→ Exercise
Give again, word for word, each line from the top of the listing through the line that holds "pub enum TextSource".

===

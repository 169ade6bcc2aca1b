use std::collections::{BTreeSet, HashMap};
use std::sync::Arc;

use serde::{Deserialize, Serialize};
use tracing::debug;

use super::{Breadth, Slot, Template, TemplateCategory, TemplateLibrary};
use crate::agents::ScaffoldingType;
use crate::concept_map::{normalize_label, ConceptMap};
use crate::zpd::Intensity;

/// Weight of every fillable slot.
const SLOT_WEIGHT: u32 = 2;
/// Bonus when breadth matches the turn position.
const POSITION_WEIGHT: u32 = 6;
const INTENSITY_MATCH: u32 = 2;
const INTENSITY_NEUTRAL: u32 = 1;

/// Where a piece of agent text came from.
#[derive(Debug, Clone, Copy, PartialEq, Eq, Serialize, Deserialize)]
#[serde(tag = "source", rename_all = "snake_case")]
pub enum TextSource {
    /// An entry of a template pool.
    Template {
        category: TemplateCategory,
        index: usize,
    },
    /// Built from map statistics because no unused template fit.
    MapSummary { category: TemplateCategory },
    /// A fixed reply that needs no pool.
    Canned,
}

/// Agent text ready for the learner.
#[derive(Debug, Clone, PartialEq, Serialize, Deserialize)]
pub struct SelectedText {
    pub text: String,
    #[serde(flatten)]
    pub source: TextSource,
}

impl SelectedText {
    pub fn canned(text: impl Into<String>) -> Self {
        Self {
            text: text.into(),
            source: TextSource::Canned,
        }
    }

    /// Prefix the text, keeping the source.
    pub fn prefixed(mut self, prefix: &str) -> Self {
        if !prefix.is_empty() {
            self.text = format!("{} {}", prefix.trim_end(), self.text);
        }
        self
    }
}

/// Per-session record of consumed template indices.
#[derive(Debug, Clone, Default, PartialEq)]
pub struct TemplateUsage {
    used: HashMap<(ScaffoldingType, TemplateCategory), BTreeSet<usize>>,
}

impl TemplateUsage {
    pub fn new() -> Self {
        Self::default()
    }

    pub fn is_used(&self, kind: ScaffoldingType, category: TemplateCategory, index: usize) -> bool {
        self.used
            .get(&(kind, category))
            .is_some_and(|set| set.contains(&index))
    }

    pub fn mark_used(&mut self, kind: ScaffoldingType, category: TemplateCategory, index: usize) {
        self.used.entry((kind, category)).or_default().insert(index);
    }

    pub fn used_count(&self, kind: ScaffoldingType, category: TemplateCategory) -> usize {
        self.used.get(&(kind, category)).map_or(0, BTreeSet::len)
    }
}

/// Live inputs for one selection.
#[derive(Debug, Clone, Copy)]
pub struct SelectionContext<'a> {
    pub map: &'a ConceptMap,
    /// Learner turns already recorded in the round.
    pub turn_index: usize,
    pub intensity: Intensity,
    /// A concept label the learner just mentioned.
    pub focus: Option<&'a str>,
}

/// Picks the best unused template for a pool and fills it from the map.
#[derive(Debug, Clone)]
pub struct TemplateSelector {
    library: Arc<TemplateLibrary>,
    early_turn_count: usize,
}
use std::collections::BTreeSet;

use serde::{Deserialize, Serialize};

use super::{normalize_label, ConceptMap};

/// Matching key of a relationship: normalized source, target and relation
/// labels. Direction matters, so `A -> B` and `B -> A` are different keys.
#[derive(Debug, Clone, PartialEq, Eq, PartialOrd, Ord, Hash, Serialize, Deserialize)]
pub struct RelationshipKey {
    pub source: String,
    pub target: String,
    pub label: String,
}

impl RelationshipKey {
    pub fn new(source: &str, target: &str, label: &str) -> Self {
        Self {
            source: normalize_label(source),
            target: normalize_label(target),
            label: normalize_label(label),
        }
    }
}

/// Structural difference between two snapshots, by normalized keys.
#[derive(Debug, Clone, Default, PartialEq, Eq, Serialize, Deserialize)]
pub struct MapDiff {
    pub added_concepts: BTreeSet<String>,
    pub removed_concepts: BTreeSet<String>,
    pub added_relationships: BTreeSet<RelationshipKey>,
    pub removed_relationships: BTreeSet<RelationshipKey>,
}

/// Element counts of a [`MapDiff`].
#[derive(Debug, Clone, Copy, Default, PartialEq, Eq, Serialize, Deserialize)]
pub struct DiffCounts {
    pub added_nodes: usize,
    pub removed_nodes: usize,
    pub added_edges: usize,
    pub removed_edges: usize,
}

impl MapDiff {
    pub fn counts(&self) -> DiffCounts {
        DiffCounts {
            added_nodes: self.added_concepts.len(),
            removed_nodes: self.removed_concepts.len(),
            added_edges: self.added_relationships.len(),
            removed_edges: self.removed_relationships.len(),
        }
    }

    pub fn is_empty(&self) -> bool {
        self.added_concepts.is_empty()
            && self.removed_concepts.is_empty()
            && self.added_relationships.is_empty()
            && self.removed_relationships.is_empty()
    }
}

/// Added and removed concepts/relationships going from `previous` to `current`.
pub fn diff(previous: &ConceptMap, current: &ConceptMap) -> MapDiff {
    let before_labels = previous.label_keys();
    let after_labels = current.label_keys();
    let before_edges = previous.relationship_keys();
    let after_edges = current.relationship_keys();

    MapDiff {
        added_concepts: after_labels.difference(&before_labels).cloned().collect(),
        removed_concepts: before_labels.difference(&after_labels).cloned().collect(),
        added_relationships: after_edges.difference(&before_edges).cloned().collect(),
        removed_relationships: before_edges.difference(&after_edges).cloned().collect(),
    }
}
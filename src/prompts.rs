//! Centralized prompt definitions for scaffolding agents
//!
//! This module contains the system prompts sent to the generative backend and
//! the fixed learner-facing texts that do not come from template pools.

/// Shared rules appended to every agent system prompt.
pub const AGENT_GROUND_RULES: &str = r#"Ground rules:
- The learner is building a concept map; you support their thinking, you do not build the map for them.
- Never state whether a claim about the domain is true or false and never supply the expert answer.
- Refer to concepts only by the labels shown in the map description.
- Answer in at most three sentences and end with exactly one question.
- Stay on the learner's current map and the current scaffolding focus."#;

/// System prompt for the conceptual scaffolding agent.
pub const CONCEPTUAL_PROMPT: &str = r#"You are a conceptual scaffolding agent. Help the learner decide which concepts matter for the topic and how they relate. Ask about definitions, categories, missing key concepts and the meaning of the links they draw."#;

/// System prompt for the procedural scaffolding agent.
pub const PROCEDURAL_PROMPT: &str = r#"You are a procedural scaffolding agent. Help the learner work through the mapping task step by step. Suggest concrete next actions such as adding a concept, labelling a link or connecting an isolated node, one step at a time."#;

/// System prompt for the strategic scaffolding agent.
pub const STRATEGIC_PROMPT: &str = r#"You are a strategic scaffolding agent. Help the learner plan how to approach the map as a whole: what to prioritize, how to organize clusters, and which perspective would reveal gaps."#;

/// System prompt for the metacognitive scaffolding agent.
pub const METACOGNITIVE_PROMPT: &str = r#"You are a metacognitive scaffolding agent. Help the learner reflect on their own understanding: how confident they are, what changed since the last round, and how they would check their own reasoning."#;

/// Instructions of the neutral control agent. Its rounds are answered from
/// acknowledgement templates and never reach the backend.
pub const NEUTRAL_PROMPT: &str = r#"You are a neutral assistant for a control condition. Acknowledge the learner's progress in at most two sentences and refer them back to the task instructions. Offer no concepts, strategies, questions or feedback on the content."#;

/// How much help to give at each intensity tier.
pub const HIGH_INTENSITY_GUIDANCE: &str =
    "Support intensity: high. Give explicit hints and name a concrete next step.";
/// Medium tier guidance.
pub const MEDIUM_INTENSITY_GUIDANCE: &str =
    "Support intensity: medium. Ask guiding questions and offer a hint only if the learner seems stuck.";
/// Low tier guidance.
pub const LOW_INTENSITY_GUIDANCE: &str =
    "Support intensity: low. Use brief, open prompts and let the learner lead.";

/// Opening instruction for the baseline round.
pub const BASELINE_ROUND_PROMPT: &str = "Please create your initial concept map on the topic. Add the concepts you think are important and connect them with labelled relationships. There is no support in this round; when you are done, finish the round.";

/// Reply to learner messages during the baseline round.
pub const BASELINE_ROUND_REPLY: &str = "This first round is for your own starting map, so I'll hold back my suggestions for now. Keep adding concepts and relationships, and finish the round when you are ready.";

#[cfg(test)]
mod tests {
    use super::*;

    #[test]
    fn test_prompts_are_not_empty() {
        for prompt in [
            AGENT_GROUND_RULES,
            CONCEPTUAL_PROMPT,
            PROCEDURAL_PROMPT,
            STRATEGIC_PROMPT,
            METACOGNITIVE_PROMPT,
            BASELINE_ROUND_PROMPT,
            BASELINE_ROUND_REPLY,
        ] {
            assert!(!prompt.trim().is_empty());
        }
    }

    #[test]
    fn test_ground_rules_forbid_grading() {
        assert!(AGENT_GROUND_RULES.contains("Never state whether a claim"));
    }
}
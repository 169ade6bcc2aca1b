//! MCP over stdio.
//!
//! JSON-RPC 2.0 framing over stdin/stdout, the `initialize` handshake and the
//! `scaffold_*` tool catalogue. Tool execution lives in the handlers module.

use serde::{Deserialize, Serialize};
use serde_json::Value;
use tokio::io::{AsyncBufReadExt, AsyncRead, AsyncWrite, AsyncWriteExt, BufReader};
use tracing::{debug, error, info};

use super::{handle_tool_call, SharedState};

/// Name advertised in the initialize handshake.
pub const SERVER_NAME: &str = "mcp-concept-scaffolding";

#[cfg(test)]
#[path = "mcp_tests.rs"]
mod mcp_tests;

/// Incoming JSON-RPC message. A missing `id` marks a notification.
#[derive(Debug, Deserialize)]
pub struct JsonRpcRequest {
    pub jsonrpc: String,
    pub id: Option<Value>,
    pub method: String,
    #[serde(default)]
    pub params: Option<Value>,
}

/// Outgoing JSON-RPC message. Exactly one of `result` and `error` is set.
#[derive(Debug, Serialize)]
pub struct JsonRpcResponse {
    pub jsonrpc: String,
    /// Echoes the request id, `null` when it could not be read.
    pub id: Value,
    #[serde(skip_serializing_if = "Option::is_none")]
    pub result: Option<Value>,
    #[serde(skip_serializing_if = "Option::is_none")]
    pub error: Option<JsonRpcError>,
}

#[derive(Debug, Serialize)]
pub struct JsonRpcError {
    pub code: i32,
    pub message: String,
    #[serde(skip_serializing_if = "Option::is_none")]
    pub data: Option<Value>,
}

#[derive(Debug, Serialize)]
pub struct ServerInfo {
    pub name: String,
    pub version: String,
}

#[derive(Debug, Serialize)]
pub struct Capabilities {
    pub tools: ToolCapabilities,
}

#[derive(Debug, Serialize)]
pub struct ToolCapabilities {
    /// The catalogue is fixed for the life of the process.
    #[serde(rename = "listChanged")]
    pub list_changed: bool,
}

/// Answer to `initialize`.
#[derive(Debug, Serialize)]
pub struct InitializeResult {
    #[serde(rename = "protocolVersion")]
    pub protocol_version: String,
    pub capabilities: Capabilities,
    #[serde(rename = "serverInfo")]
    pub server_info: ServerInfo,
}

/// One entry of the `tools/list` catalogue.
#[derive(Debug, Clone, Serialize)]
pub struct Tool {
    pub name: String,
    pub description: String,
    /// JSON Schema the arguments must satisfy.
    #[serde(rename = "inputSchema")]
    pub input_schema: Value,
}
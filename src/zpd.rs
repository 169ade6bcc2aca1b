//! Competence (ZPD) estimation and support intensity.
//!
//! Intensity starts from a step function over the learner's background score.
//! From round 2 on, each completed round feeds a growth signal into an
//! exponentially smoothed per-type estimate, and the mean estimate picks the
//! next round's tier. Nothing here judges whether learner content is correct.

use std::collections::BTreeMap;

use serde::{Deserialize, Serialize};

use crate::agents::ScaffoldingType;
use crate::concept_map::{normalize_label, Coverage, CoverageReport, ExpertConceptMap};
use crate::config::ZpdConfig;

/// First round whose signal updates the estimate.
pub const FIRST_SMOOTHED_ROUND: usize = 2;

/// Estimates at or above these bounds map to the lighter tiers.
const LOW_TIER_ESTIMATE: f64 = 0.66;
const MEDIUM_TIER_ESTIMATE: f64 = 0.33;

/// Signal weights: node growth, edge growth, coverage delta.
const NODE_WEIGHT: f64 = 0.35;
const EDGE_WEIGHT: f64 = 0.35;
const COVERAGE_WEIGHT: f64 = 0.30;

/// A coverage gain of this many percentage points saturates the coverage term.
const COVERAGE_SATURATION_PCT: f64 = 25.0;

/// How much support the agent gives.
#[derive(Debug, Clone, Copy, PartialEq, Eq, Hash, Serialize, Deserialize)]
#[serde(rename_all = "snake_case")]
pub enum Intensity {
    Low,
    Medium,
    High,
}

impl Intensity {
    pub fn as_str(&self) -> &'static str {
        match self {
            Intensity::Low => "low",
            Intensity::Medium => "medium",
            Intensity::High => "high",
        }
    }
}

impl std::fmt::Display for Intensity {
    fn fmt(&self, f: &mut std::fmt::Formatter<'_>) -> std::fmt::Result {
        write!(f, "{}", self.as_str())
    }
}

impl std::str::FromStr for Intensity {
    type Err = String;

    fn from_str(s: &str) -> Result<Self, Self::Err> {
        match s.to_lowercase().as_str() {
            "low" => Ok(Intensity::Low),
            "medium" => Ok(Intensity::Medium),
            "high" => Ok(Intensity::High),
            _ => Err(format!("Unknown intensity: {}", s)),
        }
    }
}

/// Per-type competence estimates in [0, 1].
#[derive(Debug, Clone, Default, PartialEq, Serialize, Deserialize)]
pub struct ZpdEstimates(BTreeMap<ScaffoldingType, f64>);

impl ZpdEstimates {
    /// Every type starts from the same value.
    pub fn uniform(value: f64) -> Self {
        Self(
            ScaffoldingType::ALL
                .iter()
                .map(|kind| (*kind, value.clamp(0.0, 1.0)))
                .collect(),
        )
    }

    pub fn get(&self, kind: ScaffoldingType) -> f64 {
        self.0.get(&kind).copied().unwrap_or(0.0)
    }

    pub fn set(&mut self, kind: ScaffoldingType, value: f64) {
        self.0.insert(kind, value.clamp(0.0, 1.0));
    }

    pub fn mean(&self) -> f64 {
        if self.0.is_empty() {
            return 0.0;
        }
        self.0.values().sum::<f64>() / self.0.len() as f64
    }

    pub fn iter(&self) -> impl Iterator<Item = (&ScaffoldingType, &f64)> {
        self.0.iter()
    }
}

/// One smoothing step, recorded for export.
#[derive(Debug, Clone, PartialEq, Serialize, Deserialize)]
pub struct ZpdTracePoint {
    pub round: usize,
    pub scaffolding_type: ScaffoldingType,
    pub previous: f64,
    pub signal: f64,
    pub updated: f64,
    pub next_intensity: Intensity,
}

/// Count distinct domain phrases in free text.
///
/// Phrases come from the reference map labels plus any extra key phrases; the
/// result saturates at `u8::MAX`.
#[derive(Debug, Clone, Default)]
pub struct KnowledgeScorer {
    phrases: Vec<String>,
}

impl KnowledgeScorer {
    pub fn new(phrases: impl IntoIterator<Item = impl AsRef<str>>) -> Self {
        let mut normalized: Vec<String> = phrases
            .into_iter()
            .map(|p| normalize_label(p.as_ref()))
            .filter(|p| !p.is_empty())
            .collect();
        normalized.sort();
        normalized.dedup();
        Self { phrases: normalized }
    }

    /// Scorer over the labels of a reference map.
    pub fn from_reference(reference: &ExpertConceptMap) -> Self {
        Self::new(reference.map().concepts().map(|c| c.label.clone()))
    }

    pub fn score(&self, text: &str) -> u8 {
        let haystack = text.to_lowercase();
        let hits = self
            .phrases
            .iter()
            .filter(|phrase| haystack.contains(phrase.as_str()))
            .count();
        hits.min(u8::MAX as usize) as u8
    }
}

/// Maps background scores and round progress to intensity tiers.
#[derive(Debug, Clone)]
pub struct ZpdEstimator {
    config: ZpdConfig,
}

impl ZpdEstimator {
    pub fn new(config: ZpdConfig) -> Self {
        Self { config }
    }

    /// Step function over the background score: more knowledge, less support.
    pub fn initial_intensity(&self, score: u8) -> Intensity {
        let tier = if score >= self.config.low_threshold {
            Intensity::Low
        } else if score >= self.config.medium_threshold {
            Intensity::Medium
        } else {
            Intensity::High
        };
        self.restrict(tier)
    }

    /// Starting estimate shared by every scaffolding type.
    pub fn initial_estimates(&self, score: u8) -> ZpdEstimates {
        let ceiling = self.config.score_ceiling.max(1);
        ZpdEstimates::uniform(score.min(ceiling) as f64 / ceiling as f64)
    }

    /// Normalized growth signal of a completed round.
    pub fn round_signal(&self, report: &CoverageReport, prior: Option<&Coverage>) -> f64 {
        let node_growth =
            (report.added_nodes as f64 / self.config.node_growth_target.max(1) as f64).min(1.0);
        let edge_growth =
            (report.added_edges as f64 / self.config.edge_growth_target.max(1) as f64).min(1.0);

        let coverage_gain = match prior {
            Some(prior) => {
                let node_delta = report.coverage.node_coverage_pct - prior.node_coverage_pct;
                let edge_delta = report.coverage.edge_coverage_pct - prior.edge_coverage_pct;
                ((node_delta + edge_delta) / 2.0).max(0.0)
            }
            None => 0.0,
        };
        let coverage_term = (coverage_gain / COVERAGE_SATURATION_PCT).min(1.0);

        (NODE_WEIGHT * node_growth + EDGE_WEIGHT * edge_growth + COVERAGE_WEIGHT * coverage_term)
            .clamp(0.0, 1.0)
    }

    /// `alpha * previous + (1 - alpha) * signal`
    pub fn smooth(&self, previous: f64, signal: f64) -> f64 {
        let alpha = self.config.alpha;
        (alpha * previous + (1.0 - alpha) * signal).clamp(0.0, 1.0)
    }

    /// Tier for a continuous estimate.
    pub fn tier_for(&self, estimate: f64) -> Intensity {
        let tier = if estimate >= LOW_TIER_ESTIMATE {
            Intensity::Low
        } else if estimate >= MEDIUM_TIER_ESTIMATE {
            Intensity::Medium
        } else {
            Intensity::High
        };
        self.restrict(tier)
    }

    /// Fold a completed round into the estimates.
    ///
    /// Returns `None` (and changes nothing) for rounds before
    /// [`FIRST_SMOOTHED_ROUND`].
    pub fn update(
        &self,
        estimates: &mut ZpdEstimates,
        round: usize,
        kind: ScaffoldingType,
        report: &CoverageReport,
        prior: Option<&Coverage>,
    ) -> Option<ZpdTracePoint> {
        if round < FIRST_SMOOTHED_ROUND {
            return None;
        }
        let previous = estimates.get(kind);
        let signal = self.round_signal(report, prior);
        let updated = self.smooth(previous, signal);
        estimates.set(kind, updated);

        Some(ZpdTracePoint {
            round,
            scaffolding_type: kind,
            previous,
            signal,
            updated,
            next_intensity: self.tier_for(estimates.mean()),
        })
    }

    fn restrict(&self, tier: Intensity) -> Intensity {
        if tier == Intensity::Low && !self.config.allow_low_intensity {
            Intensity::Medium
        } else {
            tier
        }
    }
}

===

→ Result below
repository 169ade6bcc2aca1b
use std::collections::{BTreeSet, HashMap};
use std::sync::Arc;

use serde::{Deserialize, Serialize};
use tracing::debug;

use super::{Breadth, Slot, Template, TemplateCategory, TemplateLibrary};
use crate::agents::ScaffoldingType;
use crate::concept_map::{normalize_label, ConceptMap};
use crate::zpd::Intensity;

/// Weight of every fillable slot.
const SLOT_WEIGHT: u32 = 2;
/// Bonus when breadth matches the turn position.
const POSITION_WEIGHT: u32 = 6;
const INTENSITY_MATCH: u32 = 2;
const INTENSITY_NEUTRAL: u32 = 1;

/// Where a piece of agent text came from.
#[derive(Debug, Clone, Copy, PartialEq, Eq, Serialize, Deserialize)]
#[serde(tag = "source", rename_all = "snake_case")]
pub enum TextSource {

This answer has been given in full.